**Items from a dataset**.
== == ==
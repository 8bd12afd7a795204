// Copyright 2026, Jeroen van Erp <jeroen@geeko.me>
// SPDX-License-Identifier: Apache-2.0

//! Objects sent to the cluster by the single mutating call.

use crate::config::Mode;
use crate::constants::{aws_auth, demo};
use crate::error::{BootstrapError, Result};
use crate::types::AuthRequest;
use k8s_openapi::api::apps::v1::{Deployment, DeploymentSpec};
use k8s_openapi::api::core::v1::{ConfigMap, Container, ContainerPort, PodSpec, PodTemplateSpec};
use k8s_openapi::apimachinery::pkg::apis::meta::v1::LabelSelector;
use kube::api::ObjectMeta;
use serde::{Deserialize, Serialize};
use std::collections::BTreeMap;

/// Either object the executor knows how to create
#[derive(Clone, Debug)]
pub enum MutationPayload {
    Deployment(Deployment),
    ConfigMap(ConfigMap),
}

impl MutationPayload {
    /// Build the payload for a mode; the request must already be validated
    pub fn for_mode(mode: Mode, request: &AuthRequest, workload: &DemoWorkload) -> Result<Self> {
        match mode {
            Mode::Deployment => Ok(MutationPayload::Deployment(workload.to_deployment())),
            Mode::AwsAuth => {
                let node_role_arn = request.node_role_arn().ok_or_else(|| {
                    BootstrapError::InvalidRequest("nodeRoleArn is required in aws-auth mode".to_string())
                })?;
                aws_auth_config_map(node_role_arn).map(MutationPayload::ConfigMap)
            }
        }
    }

    pub fn kind(&self) -> &'static str {
        match self {
            MutationPayload::Deployment(_) => "Deployment",
            MutationPayload::ConfigMap(_) => "ConfigMap",
        }
    }
}

/// Shape of the demo Deployment
#[derive(Clone, Debug, PartialEq, Eq)]
pub struct DemoWorkload {
    pub name: String,
    pub namespace: String,
    pub replicas: i32,
    pub app_label: String,
    pub container_name: String,
    pub image: String,
    pub port_name: String,
    pub port: i32,
}

impl Default for DemoWorkload {
    fn default() -> Self {
        DemoWorkload {
            name: demo::NAME.to_string(),
            namespace: demo::NAMESPACE.to_string(),
            replicas: demo::REPLICAS,
            app_label: demo::APP_LABEL.to_string(),
            container_name: demo::CONTAINER_NAME.to_string(),
            image: demo::IMAGE.to_string(),
            port_name: demo::PORT_NAME.to_string(),
            port: demo::PORT,
        }
    }
}

impl DemoWorkload {
    pub fn to_deployment(&self) -> Deployment {
        let labels = BTreeMap::from([("app".to_string(), self.app_label.clone())]);

        Deployment {
            metadata: ObjectMeta {
                name: Some(self.name.clone()),
                namespace: Some(self.namespace.clone()),
                ..Default::default()
            },
            spec: Some(DeploymentSpec {
                replicas: Some(self.replicas),
                selector: LabelSelector {
                    match_labels: Some(labels.clone()),
                    ..Default::default()
                },
                template: PodTemplateSpec {
                    metadata: Some(ObjectMeta {
                        labels: Some(labels),
                        ..Default::default()
                    }),
                    spec: Some(PodSpec {
                        containers: vec![Container {
                            name: self.container_name.clone(),
                            image: Some(self.image.clone()),
                            ports: Some(vec![ContainerPort {
                                name: Some(self.port_name.clone()),
                                protocol: Some("TCP".to_string()),
                                container_port: self.port,
                                ..Default::default()
                            }]),
                            ..Default::default()
                        }],
                        ..Default::default()
                    }),
                },
                ..Default::default()
            }),
            ..Default::default()
        }
    }
}

/// One entry of the aws-auth `mapRoles` list
#[derive(Serialize, Deserialize, Clone, Debug, PartialEq, Eq)]
pub struct MapRole {
    pub rolearn: String,
    pub username: String,
    pub groups: Vec<String>,
}

impl MapRole {
    /// Mapping that lets worker nodes with the given role join the cluster
    pub fn for_node_role(role_arn: &str) -> Self {
        MapRole {
            rolearn: role_arn.to_string(),
            username: aws_auth::NODE_USERNAME.to_string(),
            groups: aws_auth::NODE_GROUPS.iter().map(|g| g.to_string()).collect(),
        }
    }
}

/// Build the aws-auth ConfigMap for a worker-node role
pub fn aws_auth_config_map(node_role_arn: &str) -> Result<ConfigMap> {
    let map_roles = serde_yaml::to_string(&vec![MapRole::for_node_role(node_role_arn)])
        .map_err(|e| BootstrapError::Payload(format!("Failed to render mapRoles: {}", e)))?;

    Ok(ConfigMap {
        metadata: ObjectMeta {
            name: Some(aws_auth::NAME.to_string()),
            namespace: Some(aws_auth::NAMESPACE.to_string()),
            ..Default::default()
        },
        data: Some(BTreeMap::from([(
            aws_auth::MAP_ROLES_KEY.to_string(),
            map_roles,
        )])),
        ..Default::default()
    })
}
== == ==
**WORK ITEM**. Go through the entries above and report every line in which the word "BootstrapError" appears.

**RESPONSE AREA**.
use crate::error::{BootstrapError, Result};
                    BootstrapError::InvalidRequest("nodeRoleArn is required in aws-auth mode".to_string())
        .map_err(|e| BootstrapError::Payload(format!("Failed to render mapRoles: {}", e)))?;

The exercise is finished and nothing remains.